## INSTRUCTIONS FOR THE TASK
Which lines of the entries below run from the one holding "use crate::core::hash::keccak256;" to the one holding "pub fn encode_leaf(address: &str)", inclusive? Set down exactly those lines and no others.

## EXTRACTED RECORDS
╭──
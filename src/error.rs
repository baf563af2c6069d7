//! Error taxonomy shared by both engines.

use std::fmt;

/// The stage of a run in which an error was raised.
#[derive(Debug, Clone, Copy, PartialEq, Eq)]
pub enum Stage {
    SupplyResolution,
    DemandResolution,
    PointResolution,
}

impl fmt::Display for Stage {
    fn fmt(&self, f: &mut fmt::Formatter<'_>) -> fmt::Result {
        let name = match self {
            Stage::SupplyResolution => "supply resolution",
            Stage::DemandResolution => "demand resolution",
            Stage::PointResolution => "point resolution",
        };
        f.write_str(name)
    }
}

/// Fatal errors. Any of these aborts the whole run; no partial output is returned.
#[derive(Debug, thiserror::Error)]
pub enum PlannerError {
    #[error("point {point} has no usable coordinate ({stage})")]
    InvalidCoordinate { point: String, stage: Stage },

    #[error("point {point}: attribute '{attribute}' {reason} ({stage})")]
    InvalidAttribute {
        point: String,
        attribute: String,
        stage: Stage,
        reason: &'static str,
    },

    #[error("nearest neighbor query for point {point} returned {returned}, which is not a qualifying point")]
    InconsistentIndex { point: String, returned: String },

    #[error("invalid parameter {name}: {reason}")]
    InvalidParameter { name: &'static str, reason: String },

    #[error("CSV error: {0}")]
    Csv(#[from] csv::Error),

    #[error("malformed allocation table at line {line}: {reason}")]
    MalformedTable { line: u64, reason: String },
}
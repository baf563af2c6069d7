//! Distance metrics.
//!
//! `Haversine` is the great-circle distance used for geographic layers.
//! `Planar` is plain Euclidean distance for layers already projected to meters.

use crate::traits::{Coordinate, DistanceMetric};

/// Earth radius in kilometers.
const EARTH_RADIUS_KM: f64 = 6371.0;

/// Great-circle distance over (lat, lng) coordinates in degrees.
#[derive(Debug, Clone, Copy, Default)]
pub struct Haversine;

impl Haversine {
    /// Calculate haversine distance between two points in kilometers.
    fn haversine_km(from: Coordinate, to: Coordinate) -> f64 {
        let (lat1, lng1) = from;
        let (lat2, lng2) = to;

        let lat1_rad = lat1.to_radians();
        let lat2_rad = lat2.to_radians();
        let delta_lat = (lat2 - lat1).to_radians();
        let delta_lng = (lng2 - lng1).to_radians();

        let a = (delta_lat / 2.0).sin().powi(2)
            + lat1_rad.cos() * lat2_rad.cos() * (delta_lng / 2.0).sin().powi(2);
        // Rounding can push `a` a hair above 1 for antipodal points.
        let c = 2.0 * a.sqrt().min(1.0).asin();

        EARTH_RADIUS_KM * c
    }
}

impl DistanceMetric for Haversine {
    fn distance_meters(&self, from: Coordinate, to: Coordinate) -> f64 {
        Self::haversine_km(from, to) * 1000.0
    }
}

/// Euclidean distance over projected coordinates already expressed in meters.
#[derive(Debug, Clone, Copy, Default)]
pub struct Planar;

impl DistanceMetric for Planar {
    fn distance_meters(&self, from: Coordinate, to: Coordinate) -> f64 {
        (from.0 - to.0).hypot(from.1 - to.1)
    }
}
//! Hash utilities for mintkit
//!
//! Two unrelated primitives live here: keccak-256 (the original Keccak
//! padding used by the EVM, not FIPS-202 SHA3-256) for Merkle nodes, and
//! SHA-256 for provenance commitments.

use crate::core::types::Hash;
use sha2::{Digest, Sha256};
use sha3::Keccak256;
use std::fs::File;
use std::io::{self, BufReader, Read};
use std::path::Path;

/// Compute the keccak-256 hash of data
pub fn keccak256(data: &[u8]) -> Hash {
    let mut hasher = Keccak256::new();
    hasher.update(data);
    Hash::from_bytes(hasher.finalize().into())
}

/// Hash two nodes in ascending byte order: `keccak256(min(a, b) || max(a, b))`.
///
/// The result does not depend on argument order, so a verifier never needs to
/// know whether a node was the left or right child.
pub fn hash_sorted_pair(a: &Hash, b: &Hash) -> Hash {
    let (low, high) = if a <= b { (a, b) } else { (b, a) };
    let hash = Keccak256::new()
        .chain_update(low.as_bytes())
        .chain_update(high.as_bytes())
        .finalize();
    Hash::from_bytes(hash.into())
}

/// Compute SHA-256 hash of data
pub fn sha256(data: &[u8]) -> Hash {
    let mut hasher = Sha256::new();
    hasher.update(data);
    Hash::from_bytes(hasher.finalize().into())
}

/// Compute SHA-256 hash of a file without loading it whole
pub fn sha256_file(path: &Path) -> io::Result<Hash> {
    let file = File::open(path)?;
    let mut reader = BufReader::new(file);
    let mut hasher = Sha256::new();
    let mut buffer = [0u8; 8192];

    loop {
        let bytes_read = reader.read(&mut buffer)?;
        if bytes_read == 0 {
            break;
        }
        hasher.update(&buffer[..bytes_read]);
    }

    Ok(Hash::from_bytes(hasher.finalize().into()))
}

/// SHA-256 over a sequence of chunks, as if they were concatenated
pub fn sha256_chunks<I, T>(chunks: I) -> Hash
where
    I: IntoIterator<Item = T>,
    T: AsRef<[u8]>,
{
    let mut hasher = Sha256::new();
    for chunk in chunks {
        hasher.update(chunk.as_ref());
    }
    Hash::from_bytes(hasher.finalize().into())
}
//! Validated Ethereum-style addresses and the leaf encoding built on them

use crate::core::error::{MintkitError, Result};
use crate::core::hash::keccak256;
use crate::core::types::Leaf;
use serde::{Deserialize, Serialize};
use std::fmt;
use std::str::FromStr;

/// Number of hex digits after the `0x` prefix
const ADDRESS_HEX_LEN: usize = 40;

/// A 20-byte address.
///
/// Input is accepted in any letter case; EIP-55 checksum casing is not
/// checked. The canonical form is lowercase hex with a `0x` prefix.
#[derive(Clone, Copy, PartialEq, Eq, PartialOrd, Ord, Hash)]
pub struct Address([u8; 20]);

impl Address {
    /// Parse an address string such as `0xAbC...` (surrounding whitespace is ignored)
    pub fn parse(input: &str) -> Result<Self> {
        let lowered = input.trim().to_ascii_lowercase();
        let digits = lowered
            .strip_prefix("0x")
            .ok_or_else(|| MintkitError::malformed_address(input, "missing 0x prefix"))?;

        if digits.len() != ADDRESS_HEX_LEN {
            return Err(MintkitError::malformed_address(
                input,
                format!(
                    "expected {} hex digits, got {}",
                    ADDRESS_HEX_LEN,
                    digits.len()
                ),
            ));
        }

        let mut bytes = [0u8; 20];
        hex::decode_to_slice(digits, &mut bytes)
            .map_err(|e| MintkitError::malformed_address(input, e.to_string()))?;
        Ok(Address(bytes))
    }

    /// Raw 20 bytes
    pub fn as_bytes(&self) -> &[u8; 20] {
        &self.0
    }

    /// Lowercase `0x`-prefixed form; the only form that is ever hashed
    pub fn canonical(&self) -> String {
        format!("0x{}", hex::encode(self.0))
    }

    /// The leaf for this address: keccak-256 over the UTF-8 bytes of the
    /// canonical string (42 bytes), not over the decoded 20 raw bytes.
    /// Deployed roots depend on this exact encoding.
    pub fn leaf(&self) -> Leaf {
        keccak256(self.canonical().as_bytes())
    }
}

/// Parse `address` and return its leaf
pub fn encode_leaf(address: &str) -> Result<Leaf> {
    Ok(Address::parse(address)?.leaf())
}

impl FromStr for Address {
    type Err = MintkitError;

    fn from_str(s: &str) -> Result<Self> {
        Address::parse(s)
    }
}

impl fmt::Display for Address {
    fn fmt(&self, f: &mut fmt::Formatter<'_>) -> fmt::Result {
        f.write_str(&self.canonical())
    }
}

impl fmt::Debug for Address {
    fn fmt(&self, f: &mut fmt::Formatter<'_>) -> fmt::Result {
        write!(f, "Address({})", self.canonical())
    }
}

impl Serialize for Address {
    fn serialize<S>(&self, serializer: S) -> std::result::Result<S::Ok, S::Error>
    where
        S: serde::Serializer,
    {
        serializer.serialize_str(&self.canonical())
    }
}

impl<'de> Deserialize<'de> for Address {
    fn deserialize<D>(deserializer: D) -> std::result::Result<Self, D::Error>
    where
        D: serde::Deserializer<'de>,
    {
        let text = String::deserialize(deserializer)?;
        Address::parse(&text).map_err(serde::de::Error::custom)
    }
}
╰──
## SOLUTION TO THIS TASK
use crate::core::hash::keccak256;
use crate::core::types::Leaf;
use serde::{Deserialize, Serialize};
use std::fmt;
use std::str::FromStr;

/// Number of hex digits after the `0x` prefix
const ADDRESS_HEX_LEN: usize = 40;

/// A 20-byte address.
///
/// Input is accepted in any letter case; EIP-55 checksum casing is not
/// checked. The canonical form is lowercase hex with a `0x` prefix.
#[derive(Clone, Copy, PartialEq, Eq, PartialOrd, Ord, Hash)]
pub struct Address([u8; 20]);

impl Address {
    /// Parse an address string such as `0xAbC...` (surrounding whitespace is ignored)
    pub fn parse(input: &str) -> Result<Self> {
        let lowered = input.trim().to_ascii_lowercase();
        let digits = lowered
            .strip_prefix("0x")
            .ok_or_else(|| MintkitError::malformed_address(input, "missing 0x prefix"))?;

        if digits.len() != ADDRESS_HEX_LEN {
            return Err(MintkitError::malformed_address(
                input,
                format!(
                    "expected {} hex digits, got {}",
                    ADDRESS_HEX_LEN,
                    digits.len()
                ),
            ));
        }

        let mut bytes = [0u8; 20];
        hex::decode_to_slice(digits, &mut bytes)
            .map_err(|e| MintkitError::malformed_address(input, e.to_string()))?;
        Ok(Address(bytes))
    }

    /// Raw 20 bytes
    pub fn as_bytes(&self) -> &[u8; 20] {
        &self.0
    }

    /// Lowercase `0x`-prefixed form; the only form that is ever hashed
    pub fn canonical(&self) -> String {
        format!("0x{}", hex::encode(self.0))
    }

    /// The leaf for this address: keccak-256 over the UTF-8 bytes of the
    /// canonical string (42 bytes), not over the decoded 20 raw bytes.
    /// Deployed roots depend on this exact encoding.
    pub fn leaf(&self) -> Leaf {
        keccak256(self.canonical().as_bytes())
    }
}

/// Parse `address` and return its leaf
pub fn encode_leaf(address: &str) -> Result<Leaf> {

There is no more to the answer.